While participating in a book study of The Anxious Generation, and in my lived and field experience, I see that the same patterns of seeking constant validation, neediness, comparison, and dependence that present in children often show up in adults…sometimes subtly, sometimes very overtly.
Comparison culture doesn’t dissolve with age…it simply becomes more disguised. In adults, it often masquerades as productivity, sensitivity, or the need to be seen as misunderstood. A notification replaces a gold star; a like becomes reassurance of worth; silence feels like rejection.
Rather than building an internal compass, many adults “outsource” their self-esteem to external affirmation, scanning constantly for signs that they are worthy. When validation is delayed or attention shifts elsewhere, anxiety surfaces…not as curiosity or self-reflection, but as jealousy, control, or emotional dependency. In these moments, adult relationships can begin to mirror childlike dynamics, where one person is unconsciously tasked with soothing another’s unhealed insecurity, mistaking emotional regulation for love.
I have already raised my children.
Being asked to “hold someone until they get over their trigger” is not intimacy. It is emotional labor rooted in arrested development. When another adult expects to be soothed, stabilized, or emotionally regulated by a partner, the relationship quietly shifts from mutual adult connection to child care…
A hard pass...
Healing requires immersion in the inner work…facing unhealed insecurity, developing self-regulation, and learning to sit with discomfort and exploring solutions rather than outsourcing it. Becoming is the embodiment of both self-awareness and social awareness, grounded in healthy, sustainable practices. This inner exploration eventually leads to love that is regulated, reciprocal, and free from the expectation that one person must carry another’s unmet childhood needs.
Some adults say they are “doing the work” simply by sitting in reflection, but without accountability, insight, or consistent action, reflection alone rarely, if ever, produces real change. “Nothing changes if nothing changes.”
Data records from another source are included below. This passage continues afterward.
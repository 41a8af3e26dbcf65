// SPDX-FileCopyrightText: 2026 ArcheBase
//
// SPDX-License-Identifier: MulanPSL-2.0

//! Codec construction: caching, recursion, concurrency, and descriptor
//! validation failures.

mod common;

use std::sync::Arc;
use std::thread;

use common::{assert_round_trip, Detail, Ping, Pong, Scalars, Telemetry, TreeNode, WithMap};
use protowire::codec_for;
use protowire::field_access;
use protowire::schema::{Cardinality, FieldDescriptor, FieldKind, Message, MessageType, ScalarKind};
use protowire::CodecError;

#[test]
fn test_codec_is_cached_and_shared() {
    let a = codec_for::<Scalars>().unwrap();
    let b = codec_for::<Scalars>().unwrap();
    assert!(Arc::ptr_eq(&a, &b));
    assert_eq!(a.type_name(), "Scalars");
}

#[test]
fn test_concurrent_lookups_yield_one_codec() {
    let handles: Vec<_> = (0..8)
        .map(|_| thread::spawn(|| codec_for::<Telemetry>().unwrap()))
        .collect();
    let codecs: Vec<_> = handles.into_iter().map(|h| h.join().unwrap()).collect();
    for codec in &codecs[1..] {
        assert!(Arc::ptr_eq(&codecs[0], codec));
    }
}

#[test]
fn test_concurrent_encode_through_shared_codec() {
    let record = Telemetry {
        a: 1,
        b: 2,
        c: 3,
        detail: Some(Box::new(Detail {
            x: "ab".to_string(),
            y: String::new(),
        })),
    };
    let expected = protowire::marshal(&record).unwrap();
    let record = Arc::new(record);
    let handles: Vec<_> = (0..8)
        .map(|_| {
            let record = record.clone();
            thread::spawn(move || protowire::marshal(record.as_ref()).unwrap())
        })
        .collect();
    for handle in handles {
        assert_eq!(handle.join().unwrap(), expected);
    }
}

#[test]
fn test_recursive_record_round_trip() {
    let tree = TreeNode {
        value: 1,
        children: vec![
            TreeNode {
                value: 2,
                children: vec![TreeNode {
                    value: 4,
                    children: Vec::new(),
                }],
            },
            TreeNode {
                value: 3,
                children: Vec::new(),
            },
        ],
    };
    assert_round_trip(&tree);
}

#[test]
fn test_mutually_recursive_records_round_trip() {
    let ping = Ping {
        seq: 1,
        reply: Some(Box::new(Pong {
            seq: 2,
            reply: Some(Box::new(Ping {
                seq: 3,
                reply: None,
            })),
        })),
    };
    assert_round_trip(&ping);
    // both codecs of the cycle are published together
    assert_eq!(codec_for::<Pong>().unwrap().type_name(), "Pong");
}

#[test]
fn test_codec_rejects_record_of_another_type() {
    let codec = codec_for::<Telemetry>().unwrap();
    let err = codec.marshal(&WithMap::default()).unwrap_err();
    assert!(matches!(err, CodecError::ParseError { .. }));

    let mut wrong = WithMap::default();
    let err = codec.unmarshal(&[], &mut wrong).unwrap_err();
    assert!(matches!(err, CodecError::ParseError { .. }));
}

// ============================================================================
// Descriptor validation failures
// ============================================================================

#[derive(Debug, Default, Clone, PartialEq)]
struct DupNumbers {
    a: i32,
    b: i32,
}

impl Message for DupNumbers {
    fn type_name() -> &'static str {
        "DupNumbers"
    }

    fn fields() -> Vec<FieldDescriptor> {
        vec![
            FieldDescriptor::scalar(1, "a", ScalarKind::Int32, field_access!(DupNumbers, a)),
            FieldDescriptor::scalar(1, "b", ScalarKind::Int32, field_access!(DupNumbers, b)),
        ]
    }
}

#[derive(Debug, Default, Clone, PartialEq)]
struct SingularNested {
    inner: Detail,
}

impl Message for SingularNested {
    fn type_name() -> &'static str {
        "SingularNested"
    }

    fn fields() -> Vec<FieldDescriptor> {
        vec![FieldDescriptor {
            number: 1,
            name: "inner",
            kind: FieldKind::Message(MessageType::of::<Detail>()),
            cardinality: Cardinality::Singular,
            map_key: None,
            access: field_access!(SingularNested, inner),
        }]
    }
}

#[derive(Debug, Default, Clone, PartialEq)]
struct WrongStorage {
    value: i64,
}

impl Message for WrongStorage {
    fn type_name() -> &'static str {
        "WrongStorage"
    }

    fn fields() -> Vec<FieldDescriptor> {
        // declared as int32 but stored as i64
        vec![FieldDescriptor::scalar(
            1,
            "value",
            ScalarKind::Int32,
            field_access!(WrongStorage, value),
        )]
    }
}

#[derive(Debug, Default, Clone, PartialEq)]
struct WrongPresenceInner {
    value: Option<i64>,
}

impl Message for WrongPresenceInner {
    fn type_name() -> &'static str {
        "WrongPresenceInner"
    }

    fn fields() -> Vec<FieldDescriptor> {
        // presence slot holds i64 but the kind stores i32
        vec![FieldDescriptor::optional::<i64>(
            1,
            "value",
            ScalarKind::Sint32,
            field_access!(WrongPresenceInner, value),
        )]
    }
}

#[derive(Debug, Default, Clone, PartialEq)]
struct WrongElemStorage {
    values: Vec<i64>,
}

impl Message for WrongElemStorage {
    fn type_name() -> &'static str {
        "WrongElemStorage"
    }

    fn fields() -> Vec<FieldDescriptor> {
        // elements hold i64 but the kind stores i32
        vec![FieldDescriptor::repeated::<i64>(
            1,
            "values",
            ScalarKind::Int32,
            field_access!(WrongElemStorage, values),
        )]
    }
}

#[derive(Debug, Default, Clone, PartialEq)]
struct FloatKeyMap {
    entries: std::collections::HashMap<i32, i32>,
}

impl Message for FloatKeyMap {
    fn type_name() -> &'static str {
        "FloatKeyMap"
    }

    fn fields() -> Vec<FieldDescriptor> {
        vec![FieldDescriptor::map::<i32, i32>(
            1,
            "entries",
            ScalarKind::Double,
            ScalarKind::Int32,
            field_access!(FloatKeyMap, entries),
        )]
    }
}

#[derive(Debug, Default, Clone, PartialEq)]
struct OptionalBytes {
    blob: Option<Vec<u8>>,
}

impl Message for OptionalBytes {
    fn type_name() -> &'static str {
        "OptionalBytes"
    }

    fn fields() -> Vec<FieldDescriptor> {
        vec![FieldDescriptor::optional::<Vec<u8>>(
            1,
            "blob",
            ScalarKind::Bytes,
            field_access!(OptionalBytes, blob),
        )]
    }
}

#[derive(Debug, Default, Clone, PartialEq)]
struct FieldNumberTooLarge {
    value: i32,
}

impl Message for FieldNumberTooLarge {
    fn type_name() -> &'static str {
        "FieldNumberTooLarge"
    }

    fn fields() -> Vec<FieldDescriptor> {
        vec![FieldDescriptor::scalar(
            1 << 29,
            "value",
            ScalarKind::Int32,
            field_access!(FieldNumberTooLarge, value),
        )]
    }
}

fn assert_build_fails<M: Message>() {
    let err = codec_for::<M>().unwrap_err();
    assert!(
        matches!(err, CodecError::InvalidDescriptor { .. }),
        "unexpected error: {err}"
    );
}

#[test]
fn test_duplicate_field_numbers_fail_construction() {
    assert_build_fails::<DupNumbers>();
}

#[test]
fn test_singular_nested_record_fails_construction() {
    assert_build_fails::<SingularNested>();
}

#[test]
fn test_storage_kind_mismatch_fails_construction() {
    assert_build_fails::<WrongStorage>();
}

#[test]
fn test_presence_inner_mismatch_fails_construction() {
    assert_build_fails::<WrongPresenceInner>();
}

#[test]
fn test_repeated_element_mismatch_fails_construction() {
    assert_build_fails::<WrongElemStorage>();
}

#[test]
fn test_float_map_key_fails_construction() {
    assert_build_fails::<FloatKeyMap>();
}

#[test]
fn test_optional_bytes_fails_construction() {
    assert_build_fails::<OptionalBytes>();
}

#[test]
fn test_out_of_range_field_number_fails_construction() {
    assert_build_fails::<FieldNumberTooLarge>();
}

#[test]
fn test_failed_build_is_not_cached() {
    assert_build_fails::<DupNumbers>();
    assert_build_fails::<DupNumbers>();
}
The patterns described in The Anxious Generation do not simply disappear as children grow older; in today’s world they often mature into more socially acceptable forms of dependence and comparison…UNACCEPTABLE. In this way, healing “the anxious generation” is not only about protecting children…it is about adults choosing to grow up, take accountability, heal forward, and model the human wholeness that we pray for the next generation to inherit.
Call to Action: Do your own inner healing, set a healthy example of self-awareness and love of self—and of others…and become part of the solution in guiding the trajectory of our young people.